Une critique de l’agriculture intensive

Le travail d’évaluation des sciences et des technologies a conduit à « une vision de compromis entre deux visions dures de l’agriculture : celle qui place la technologie au centre de tout progrès et celle privilégiant les savoirs locaux », selon Marianne Lefort, agronome à l’Inra et membre de l’IAASTD. Cependant, malgré la recherche permamente de l’équilibre dans les sources, le rapport aboutit à une critique en profondeur de l’agriculture industrielle. Cette agriculture, du fait de sa dépendance au pétrole et des effets négatifs sur les écosystèmes, est ainsi décrite comme « non durable ». Achim Steiner, secrétaire du Programme des Nations unies pour l’environnement, estime que « si nos systèmes agricoles continuent de mettre l’accent uniquement sur la maximisation de la production au coût le plus bas, l’agriculture connaîtra une grande crise dans vingt à trente ans ». Ainsi, explique Michel Dodet, agronome à l’Inra et membre du bureau de l’IAASTD, « L’IAASTD propose une réorientation autour des savoirs locaux et communautaires, afin de retrouver une autosuffisance alimentaire. On ne peut pas jouer sur le seul facteur de la technologie ».
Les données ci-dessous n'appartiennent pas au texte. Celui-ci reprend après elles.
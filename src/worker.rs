//! Worker pool: leases jobs, stages inputs, runs the converter, and
//! uploads results.
//!
//! Each attempt owns a private scratch directory that is removed on
//! every exit path. Progress reports are advisory and flow through a
//! channel so a dropped update can never fail the attempt. Any failure
//! in the fetch → convert → upload path aborts the attempt and surfaces
//! through `report_result`, where the queue decides between retry and
//! permanent failure.

use crate::convert::Convert;
use crate::job::{ConvertJob, JobResult};
use crate::queue::{JobQueue, LeasedJob, QueueError};
use crate::store::{self, ObjectStore};
use crate::telemetry;
use anyhow::{Context, Result};
use std::path::PathBuf;
use std::sync::Arc;
use std::time::Duration;
use tokio::sync::mpsc::{self, UnboundedSender};
use tokio::sync::Semaphore;
use tracing::{debug, error, info, warn};

/// Progress milestones reported between pipeline stages.
const PROGRESS_STAGED: u8 = 10;
const PROGRESS_CONVERTED: u8 = 80;
const PROGRESS_UPLOADED: u8 = 95;

/// Runs one leased job to completion and reports the outcome.
pub async fn process_job(
    leased: LeasedJob,
    queue: &mut JobQueue,
    store: &dyn ObjectStore,
    converter: &dyn Convert,
) {
    let LeasedJob { job, token } = leased;
    info!(
        job_id = %job.job_id,
        operation = %job.operation,
        attempt = job.attempts_made,
        "Processing job"
    );

    // Forward advisory progress updates on a side channel; lost updates
    // are tolerated.
    let (progress_tx, mut progress_rx) = mpsc::unbounded_channel();
    let mut progress_queue = queue.clone_handle();
    let progress_job_id = job.job_id.clone();
    let forwarder = tokio::spawn(async move {
        while let Some(percent) = progress_rx.recv().await {
            if let Err(e) = progress_queue.report_progress(&progress_job_id, percent).await {
                debug!(job_id = %progress_job_id, error = %e, "Progress update dropped");
            }
        }
    });

    let attempt = execute_attempt(&job, store, converter, &progress_tx).await;
    drop(progress_tx);
    let _ = forwarder.await;

    let outcome = match attempt {
        Ok(result) => Ok(result),
        Err(e) => Err(format!("{:#}", e)),
    };
    let failed = outcome.as_ref().err().cloned();

    let mut finished = job.clone();
    match &outcome {
        Ok(result) => finished.mark_completed(result.clone()),
        Err(message) => finished.mark_failed(message.clone()),
    }

    match queue.report_result(&job.job_id, &token, outcome).await {
        Ok(report) => {
            debug!(job_id = %job.job_id, outcome = ?report, "Attempt reported");
        }
        Err(QueueError::LeaseMismatch(_)) | Err(QueueError::LeaseExpired(_)) => {
            warn!(
                job_id = %job.job_id,
                "Lease no longer held, result discarded"
            );
        }
        Err(e) => {
            error!(job_id = %job.job_id, error = %e, "Failed to report job result");
        }
    }

    // Best-effort; never affects the job outcome.
    telemetry::record_attempt(&finished, failed.as_deref());
}

/// Executes one conversion attempt: stage inputs, convert, upload.
///
/// Every output write goes to a fresh, uniquely named store key, so a
/// duplicate execution after a false lease timeout wastes work but
/// cannot corrupt an earlier attempt's artifact.
pub async fn execute_attempt(
    job: &ConvertJob,
    store: &dyn ObjectStore,
    converter: &dyn Convert,
    progress: &UnboundedSender<u8>,
) -> Result<JobResult> {
    let scratch = tempfile::tempdir().context("failed to create scratch directory")?;

    let mut staged: Vec<PathBuf> = Vec::with_capacity(job.inputs.len());
    for (idx, input) in job.inputs.iter().enumerate() {
        let bytes = store
            .get(&input.storage_key)
            .await
            .with_context(|| format!("failed to fetch input {}", input.storage_key))?;

        let base = input
            .original_name
            .rsplit(['/', '\\'])
            .next()
            .filter(|s| !s.is_empty())
            .unwrap_or("input");
        let path = scratch
            .path()
            .join(format!("{}-in-{:03}-{}", job.job_id, idx, base));
        tokio::fs::write(&path, &bytes)
            .await
            .with_context(|| format!("failed to stage input to {}", path.display()))?;
        staged.push(path);
    }
    let _ = progress.send(PROGRESS_STAGED);

    let output = converter
        .convert(job, &staged, scratch.path())
        .await
        .context("conversion failed")?;
    let _ = progress.send(PROGRESS_CONVERTED);

    let key = store::output_key(&job.job_id, job.operation);
    let bytes = tokio::fs::read(&output)
        .await
        .with_context(|| format!("failed to read output {}", output.display()))?;
    store
        .put(&key, bytes, store::output_content_type(job.operation))
        .await
        .with_context(|| format!("failed to upload output to {}", key))?;
    let _ = progress.send(PROGRESS_UPLOADED);

    Ok(JobResult { download_key: key })
}

/// Main worker loop: lease, process, repeat.
///
/// Runs indefinitely; the semaphore bounds concurrent job processing
/// across the pool.
pub async fn worker_loop(
    worker_id: usize,
    mut queue: JobQueue,
    semaphore: Arc<Semaphore>,
    store: Arc<dyn ObjectStore>,
    converter: Arc<dyn Convert>,
) {
    info!("Worker {} started", worker_id);

    loop {
        // A pool slot is reserved before leasing; a job is never held
        // with its lease clock running while the worker waits for
        // capacity.
        let permit = match semaphore.clone().acquire_owned().await {
            Ok(permit) => permit,
            Err(_) => return,
        };

        let leased = match queue.lease().await {
            Ok(Some(leased)) => leased,
            Ok(None) => {
                // Timeout, no job available
                continue;
            }
            Err(e) => {
                error!("Worker {} failed to lease job: {}", worker_id, e);
                tokio::time::sleep(Duration::from_secs(5)).await;
                continue;
            }
        };

        let mut job_queue = queue.clone_handle();
        let store = store.clone();
        let converter = converter.clone();

        tokio::spawn(async move {
            process_job(leased, &mut job_queue, store.as_ref(), converter.as_ref()).await;
            drop(permit);
        });

        if let Ok(queue_len) = queue.queue_length().await {
            if queue_len % 10 == 0 {
                telemetry::record_worker_heartbeat(queue_len);
            }
        }
    }
}

/// Resolves once every pool slot is free, i.e. no job is in flight.
///
/// Used on shutdown after the lease loops have been stopped: in-flight
/// jobs hold permits until their results are reported, so acquiring the
/// whole pool waits for them to drain.
pub async fn wait_for_idle(semaphore: Arc<Semaphore>, slots: usize) {
    let _ = semaphore.acquire_many_owned(slots as u32).await;
}

/// Periodically returns expired-lease jobs to the pending pool.
pub async fn reclaim_loop(mut queue: JobQueue, interval: Duration) {
    loop {
        tokio::time::sleep(interval).await;
        match queue.reclaim_expired().await {
            Ok(0) => {}
            Ok(n) => info!(reclaimed = n, "Reclaimed expired leases"),
            Err(e) => error!("Lease reclaim pass failed: {}", e),
        }
    }
}
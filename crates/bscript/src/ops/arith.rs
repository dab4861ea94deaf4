//! Arithmetic and numeric comparison. Operands decode through the script
//! number encoding, so differently-encoded equal numbers compare equal
//! here (unlike OP_EQUAL).

use super::{pop, push_bool, require, Stack};
use crate::encoding::{bytes_to_int, int_to_bytes};
use crate::error::{Result, ScriptError};
use crate::opcode::Opcode;

/// OP_ADD: `[.., a, b] -> [.., a + b]`.
pub fn add(stack: &mut Stack) -> Result<()> {
    require(stack, Opcode::Add, 2)?;
    let b = bytes_to_int(&pop(stack, Opcode::Add)?);
    let a = bytes_to_int(&pop(stack, Opcode::Add)?);
    stack.push(int_to_bytes(a.saturating_add(b)));
    Ok(())
}

/// OP_SUB: `[.., a, b] -> [.., a - b]` (second-from-top minus top).
pub fn sub(stack: &mut Stack) -> Result<()> {
    require(stack, Opcode::Sub, 2)?;
    let b = bytes_to_int(&pop(stack, Opcode::Sub)?);
    let a = bytes_to_int(&pop(stack, Opcode::Sub)?);
    stack.push(int_to_bytes(a.saturating_sub(b)));
    Ok(())
}

/// OP_NUMEQUALVERIFY: fails the script unless the top two entries are
/// numerically equal.
pub fn num_equal_verify(stack: &mut Stack) -> Result<()> {
    require(stack, Opcode::NumEqualVerify, 2)?;
    let b = bytes_to_int(&pop(stack, Opcode::NumEqualVerify)?);
    let a = bytes_to_int(&pop(stack, Opcode::NumEqualVerify)?);
    if a != b {
        return Err(ScriptError::VerifyFailed(Opcode::NumEqualVerify));
    }
    Ok(())
}

/// The four ordering comparisons, selected by opcode: pushes `(a <op> b)`
/// where `b` is the popped top and `a` the entry under it.
pub fn compare(stack: &mut Stack, op: Opcode) -> Result<()> {
    require(stack, op, 2)?;
    let b = bytes_to_int(&pop(stack, op)?);
    let a = bytes_to_int(&pop(stack, op)?);
    let result = match op {
        Opcode::LessThan => a < b,
        Opcode::GreaterThan => a > b,
        Opcode::LessThanOrEqual => a <= b,
        Opcode::GreaterThanOrEqual => a >= b,
        _ => unreachable!("non-comparison opcode routed to compare"),
    };
    push_bool(stack, result);
    Ok(())
}
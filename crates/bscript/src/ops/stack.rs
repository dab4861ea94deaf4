//! Stack manipulation: OP_DUP, OP_DROP, OP_SWAP, OP_OVER.

use super::{pop, require, Stack};
use crate::error::Result;
use crate::opcode::Opcode;

/// OP_DUP: `[.., a] -> [.., a, a]`. The copy is a new owned buffer.
pub fn dup(stack: &mut Stack) -> Result<()> {
    require(stack, Opcode::Dup, 1)?;
    let top = stack[stack.len() - 1].clone();
    stack.push(top);
    Ok(())
}

/// OP_DROP: `[.., a] -> [..]`.
pub fn drop(stack: &mut Stack) -> Result<()> {
    pop(stack, Opcode::Drop)?;
    Ok(())
}

/// OP_SWAP: `[.., a, b] -> [.., b, a]`.
pub fn swap(stack: &mut Stack) -> Result<()> {
    require(stack, Opcode::Swap, 2)?;
    let len = stack.len();
    stack.swap(len - 1, len - 2);
    Ok(())
}

/// OP_OVER: `[.., a, b] -> [.., a, b, a]`.
pub fn over(stack: &mut Stack) -> Result<()> {
    require(stack, Opcode::Over, 2)?;
    let second = stack[stack.len() - 2].clone();
    stack.push(second);
    Ok(())
}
Autre remise en cause : arrêter de favoriser, comme cela se fait depuis un demi-siècle, les cultures d’exportation au détriment des cultures vivrières. Or, les OGM sont actuellement pour les pays du Sud des cultures de rente, tels le coton en Inde ou le soja en Argentine, dédiées à l’exportation. Pour l’IAASTD, il n’est pas durable d’accélérer ce mouvement.

Enfin, l’IAASTD affirme que « les biotechnologies modernes ne sont pas adaptées aux petits agriculteurs dont ceux qui pratiquent l’agriculture de subsistance ». Sans une formation adéquate, sans un environnement économique précis, ces technologies ne peuvent pas être appropriées par les communautés locales et au lieu de les aider, renforceront les inégalités vis-à-vis des retombées, positives ou négatives, de ces technologies. Pour l’IAASTD, il est ainsi évident que la dissémination d’une technique ou d’une variété, seule, ne réduira jamais la pauvreté. Il n’existe pas de miracle en agronomie. Et le contexte social et politique détermine autant que la technique. Ainsi, si on prend les OGM comme solution principale aux problèmes globaux, du fait d’une trop forte mobilisation en capitaux et en ressources humaines que cette technologie implique, on assistera, estime le rapport, à un ralentissement de la lutte contre la faim.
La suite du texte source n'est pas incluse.